Current Architecture
This document describes what the code does today for simulation orchestration.
It is based on direct inspection of the current implementations in:
- backend: https://github.com/yaptide/yaptide/tree/master/yaptide
- UI: https://github.com/yaptide/ui/tree/master/src
- existing docs for cross-checking: System Overview and Data Flow
In-scope execution paths:
- Direct execution via Celery workers (
/jobs/direct) - Batch execution via SLURM over SSH (
/jobs/batch)
Not in scope here:
- Geant4 local browser execution internals
- Future architecture proposals (covered by ADRs and design docs)
Runtime Components
Section titled “Runtime Components”| Component | Current role |
|---|---|
UI (ui) | Submits jobs, polls statuses, fetches final results |
Flask API (yaptide/application.py) | Accepts submissions, validates update tokens, stores state/results |
| Celery simulation worker | Runs simulator tasks and merge task for direct jobs |
| Celery helper worker | Submits SLURM jobs and performs helper operations |
| Redis | Celery broker + result backend |
| PostgreSQL | Persistent storage for simulations, tasks, inputs, estimators, pages, logfiles |
| Remote cluster (SLURM) | Executes array jobs and collect jobs for batch mode |
Direct Path (Celery)
Section titled “Direct Path (Celery)”Submission and orchestration
Section titled “Submission and orchestration”Current behavior in code:
- UI submits to
/jobs/direct(run type inRemoteWorkerSimulationService). JobsDirect.postvalidates payload, clampsntasks, creates:CelerySimulationModelCeleryTaskModelrowsInputModel
- Backend creates per-task UUIDs and dispatches workflow through
run_job:group(run_single_simulation.s(...).set(task_id=...))chord(..., chain(set_merging_queued_state, merge_results))

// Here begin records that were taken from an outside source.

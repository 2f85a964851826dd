// Dweve FDL - Flat Data Language
//
// Copyright (c) 2025 Dweve IP B.V. and individual contributors.
//
// SPDX-License-Identifier: Apache-2.0
//
// Licensed under the Apache License, Version 2.0 (the "License");
// you may not use this file except in compliance with the License.
// You may obtain a copy of the License in the LICENSE file at the
// root of this repository or at: http://www.apache.org/licenses/LICENSE-2.0
//
// Unless required by applicable law or agreed to in writing, software
// distributed under the License is distributed on an "AS IS" BASIS,
// WITHOUT WARRANTIES OR CONDITIONS OF ANY KIND, either express or implied.
// See the License for the specific language governing permissions and
// limitations under the License.

//! XML adapters for the FDL event stream.
//!
//! - [`XmlSink`] serializes the structural event stream as an XML
//!   document — the classic use of FDL: flat file in, XML out.
//! - [`XmlFileProvider`] does the reverse for content inclusion: it replays
//!   an existing XML document into a sink, for `content` nodes that splice
//!   an external sub-document into the output.

mod provider;
mod sink;

pub use provider::XmlFileProvider;
pub use sink::XmlSink;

- Merge task id is stored as
simulation.merge_id.
Key files:
yaptide/routes/celery_routes.pyyaptide/celery/utils/manage_tasks.py
Task execution and progress updates
Section titled “Task execution and progress updates”Each run_single_simulation task:
- Writes input files to a temporary working directory.
- Runs simulator subprocess (
shieldhitorfluka). - Starts monitor thread (
read_shieldhit_fileorread_fluka_file) to parse log progress. - Sends task updates to Flask
/taskswithsimulation_id,task_id,update_key, andupdate_dict. - Converts estimator objects to JSON-like dictionaries via
estimators_to_list.
Key files:
yaptide/celery/tasks.pyyaptide/celery/utils/pymc.pyyaptide/celery/utils/requests.pyyaptide/routes/task_routes.py
Merge and persistence
Section titled “Merge and persistence”After all direct tasks complete, merge_results:
- Sets job state to
MERGING_RUNNING. - Averages per-task estimator pages in Python (
average_estimators). - Sends merged payload to Flask
/results. ResultsResource.postupserts estimators/pages into DB and marks simulationCOMPLETED.
Result retrieval path:
- UI fetches from
/results. - Backend serves from DB (
EstimatorModel+PageModel), with optional estimator/page filtering.
Key files:
yaptide/celery/tasks.pyyaptide/routes/common_sim_routes.pyyaptide/persistence/models.py
Batch Path (SLURM)
Section titled “Batch Path (SLURM)”Submission and remote execution
Section titled “Submission and remote execution”JobsBatch.post enqueues submit_job on helper worker.
submit_job currently:
- Opens SSH connection using user certificate/private key.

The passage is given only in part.